Whitely they bob like a
lay of snow over the
green in thick blessings or
a dying surrender at
close of an afternoon’s
long, tender while.
Trembling smiles
on the green near that
tree, but not under.
I watched the mower
cut down the clover
as though it were nothing,
just tidying the green.
For every clover that’s been
I mourn a little. Dreams,
spun from days of growing,
return fresher, quicker;
irrepressibly sweeter,
and here for the summer;
with rain to get plumper,
and lusher and bee-stung;
blushing beneath a sun
that beams adorations
on white-globe plantations.
I was never so happy as
when walking through clover,
a disciple of summer,
catching eye-fulls of bee-fur
on a blisteringly hot day.

Walking with my Father

My father’s strides are twice the strides of mine;
bee-blinded and spore-gathered I drag the path behind,
lingering by the dry stone wall a time
to see lapwings, fluff-fringed, give chase with their cries.

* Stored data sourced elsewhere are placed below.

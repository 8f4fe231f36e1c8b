//! Кодирование record'ов и потоковая запись Q-file.
//!
//! Обратная операция к декодеру: типизированный record + [`Layout`]
//! целевой версии -> точная байтовая последовательность. Record,
//! структурно не выразимый в выбранном layout'е, отклоняется с
//! `IncompatibleLayout` — кодер никогда не пишет битые байты.

use std::io::{BufWriter, Seek, SeekFrom, Write};

use qfile_types::{
    ConfigRecord, DataRecord, HeaderRecord, Payload, QfError, QfResult, Record, RecordType,
};

use crate::{binary, layout::Layout};

/// Максимальная длина содержимого body-record'а (length — u16)
const MAX_CONTENT: usize = u16::MAX as usize;

/// Сериализация record'а под layout целевой версии.
pub trait RecordEncodeExt {
    fn encode(&self, layout: &Layout) -> QfResult<Vec<u8>>;
}

impl RecordEncodeExt for HeaderRecord {
    fn encode(&self, layout: &Layout) -> QfResult<Vec<u8>> {
        if self.version != layout.version {
            return Err(QfError::incompatible_layout(format!(
                "header of v{} cannot be written under the v{} layout",
                self.version, layout.version
            )));
        }

        let mut out = Vec::with_capacity(layout.header_size);
        binary::put_u16(&mut out, RecordType::Header.as_u16());
        binary::put_f32(&mut out, self.version.as_f32());
        binary::put_u64(&mut out, self.time_ms);
        binary::put_f32(&mut out, self.sample_rate);

        match (layout.has_record_count, self.record_count) {
            (true, Some(count)) => binary::put_u32(&mut out, count),
            (false, None) => {}
            (true, None) => {
                return Err(QfError::incompatible_layout(
                    "v1.2 layout requires a record count hint",
                ));
            }
            (false, Some(_)) => {
                return Err(QfError::incompatible_layout(
                    "record count is a v1.2-only header field",
                ));
            }
        }

        Ok(out)
    }
}

impl RecordEncodeExt for ConfigRecord {
    fn encode(&self, layout: &Layout) -> QfResult<Vec<u8>> {
        let text = self.raw().as_bytes();
        let padded_len = if layout.config_pad_even && text.len() % 2 != 0 {
            text.len() + 1
        } else {
            text.len()
        };
        if padded_len > MAX_CONTENT {
            return Err(QfError::incompatible_layout(format!(
                "config block of {} bytes exceeds the record length field",
                text.len()
            )));
        }

        let mut out = Vec::with_capacity(4 + padded_len);
        binary::put_u16(&mut out, RecordType::Config.as_u16());
        binary::put_u16(&mut out, padded_len as u16);
        out.extend_from_slice(text);
        if padded_len != text.len() {
            out.push(0);
        }
        Ok(out)
    }
}

impl RecordEncodeExt for DataRecord {
    fn encode(&self, layout: &Layout) -> QfResult<Vec<u8>> {
        check_sequence_fields(self, layout)?;

        let payload_len = match &self.payload {
            Payload::Scalar(_) => layout.sample_width,
            Payload::Spectrum(samples) => samples.len() * layout.sample_width,
            Payload::Raw(bytes) => bytes.len(),
        };
        let content_len = layout.data_prelude + payload_len;
        if content_len > MAX_CONTENT {
            return Err(QfError::incompatible_layout(format!(
                "data record content of {content_len} bytes exceeds the record length field"
            )));
        }

        if let Some(descriptor) = self.channel.descriptor() {
            match (&self.payload, descriptor.is_scalar()) {
                (Payload::Scalar(_), true) | (Payload::Spectrum(_), false) => {}
                (Payload::Raw(_), _) => {
                    return Err(QfError::incompatible_layout(format!(
                        "known channel {} cannot carry a raw payload",
                        descriptor.name
                    )));
                }
                (Payload::Scalar(_), false) => {
                    return Err(QfError::incompatible_layout(format!(
                        "spectral channel {} cannot carry a scalar payload",
                        descriptor.name
                    )));
                }
                (Payload::Spectrum(_), true) => {
                    return Err(QfError::incompatible_layout(format!(
                        "scalar channel {} cannot carry a spectrum payload",
                        descriptor.name
                    )));
                }
            }
        }

        let mut out = Vec::with_capacity(4 + content_len);
        binary::put_u16(&mut out, RecordType::Data.as_u16());
        binary::put_u16(&mut out, content_len as u16);
        binary::put_u16(&mut out, self.channel.id());

        if layout.has_sequence_fields {
            // Проверено в check_sequence_fields
            let (Some(number), Some(error_code), Some(t1)) =
                (self.number, self.error_code, self.t1)
            else {
                return Err(QfError::incompatible_layout(
                    "v1.2 layout requires sequence fields",
                ));
            };
            binary::put_u16(&mut out, number);
            binary::put_i64(&mut out, error_code);
            layout.write_sample(self.t0, &mut out);
            layout.write_sample(t1, &mut out);
        } else {
            binary::put_f32(&mut out, self.t0);
        }

        match &self.payload {
            Payload::Scalar(v) => layout.write_sample(*v, &mut out),
            Payload::Spectrum(samples) => {
                for v in samples {
                    layout.write_sample(*v, &mut out);
                }
            }
            Payload::Raw(bytes) => out.extend_from_slice(bytes),
        }

        Ok(out)
    }
}

impl RecordEncodeExt for Record {
    fn encode(&self, layout: &Layout) -> QfResult<Vec<u8>> {
        match self {
            Record::Header(h) => h.encode(layout),
            Record::Config(c) => c.encode(layout),
            Record::Data(d) => d.encode(layout),
        }
    }
}

fn check_sequence_fields(record: &DataRecord, layout: &Layout) -> QfResult<()> {
    if layout.has_sequence_fields {
        if record.number.is_none() || record.error_code.is_none() || record.t1.is_none() {
            return Err(QfError::incompatible_layout(
                "v1.2 layout requires number, error code and end time",
            ));
        }
    } else if record.number.is_some() || record.error_code.is_some() || record.t1.is_some() {
        return Err(QfError::incompatible_layout(
            "number, error code and end time are v1.2-only fields",
        ));
    }
    Ok(())
}

/// Потоковый писатель Q-file.
///
/// Заголовок уходит в поток сразу при создании; дальше — только
/// config/data record'ы. [`finish`](Self::finish) для v1.2
/// перезаписывает заголовок фактическим числом data-record'ов.
pub struct QWriter<W: Write + Seek> {
    writer: BufWriter<W>,
    layout: &'static Layout,
    header: HeaderRecord,
    data_records: u64,
    bytes_written: u64,
}

impl<W: Write + Seek> QWriter<W> {
    /// Создаёт писатель, немедленно записывая заголовок в поток.
    pub fn new(inner: W, header: HeaderRecord) -> QfResult<Self> {
        let layout = Layout::for_version(header.version);
        let encoded = header.encode(layout)?;

        let mut writer = BufWriter::new(inner);
        writer.write_all(&encoded)?;

        Ok(Self {
            writer,
            layout,
            header,
            data_records: 0,
            bytes_written: encoded.len() as u64,
        })
    }

    /// Записывает один body-record.
    ///
    /// Повторный заголовок отклоняется: в потоке он ровно один.
    pub fn write_record(&mut self, record: &Record) -> QfResult<()> {
        if matches!(record, Record::Header(_)) {
            return Err(QfError::incompatible_layout(
                "a stream carries exactly one header record",
            ));
        }

        let encoded = record.encode(self.layout)?;
        self.writer.write_all(&encoded)?;
        self.bytes_written += encoded.len() as u64;
        if matches!(record, Record::Data(_)) {
            self.data_records += 1;
        }
        Ok(())
    }

    /// Завершает запись: сбрасывает буфер и для v1.2 перезаписывает
    /// заголовок фактическим счётчиком. Возвращает источник,
    /// позиционированный в конец потока.
    pub fn finish(mut self) -> QfResult<W> {
        self.writer.flush()?;
        let mut inner = self
            .writer
            .into_inner()
            .map_err(|e| QfError::Io(e.into_error()))?;

        if self.layout.has_record_count {
            self.header.record_count = Some(self.data_records.min(u32::MAX as u64) as u32);
            let encoded = self.header.encode(self.layout)?;
            inner.seek(SeekFrom::Start(0))?;
            inner.write_all(&encoded)?;
        }

        inner.seek(SeekFrom::End(0))?;
        inner.flush()?;
        Ok(inner)
    }

    /// Число записанных data-record'ов.
    pub fn data_records(&self) -> u64 {
        self.data_records
    }

    /// Байт ушло в поток (без учёта финальной перезаписи заголовка).
    pub fn bytes_written(&self) -> u64 {
        self.bytes_written
    }

    /// Текущий заголовок (до финализации).
    pub fn header(&self) -> &HeaderRecord {
        &self.header
    }
}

He makes space for my whimsies, as though delay
at vetchlings and foxgloves and other outdoor loves
were not a pain and he’d not rather be going
to lay the path ahead, to seek a stile,
and leave the tussocks, bogs and ditch behind.
The way is long, he’s things to do, but this too is true:
he lets me amble slow to know a place,
while striding on and covering twice the space.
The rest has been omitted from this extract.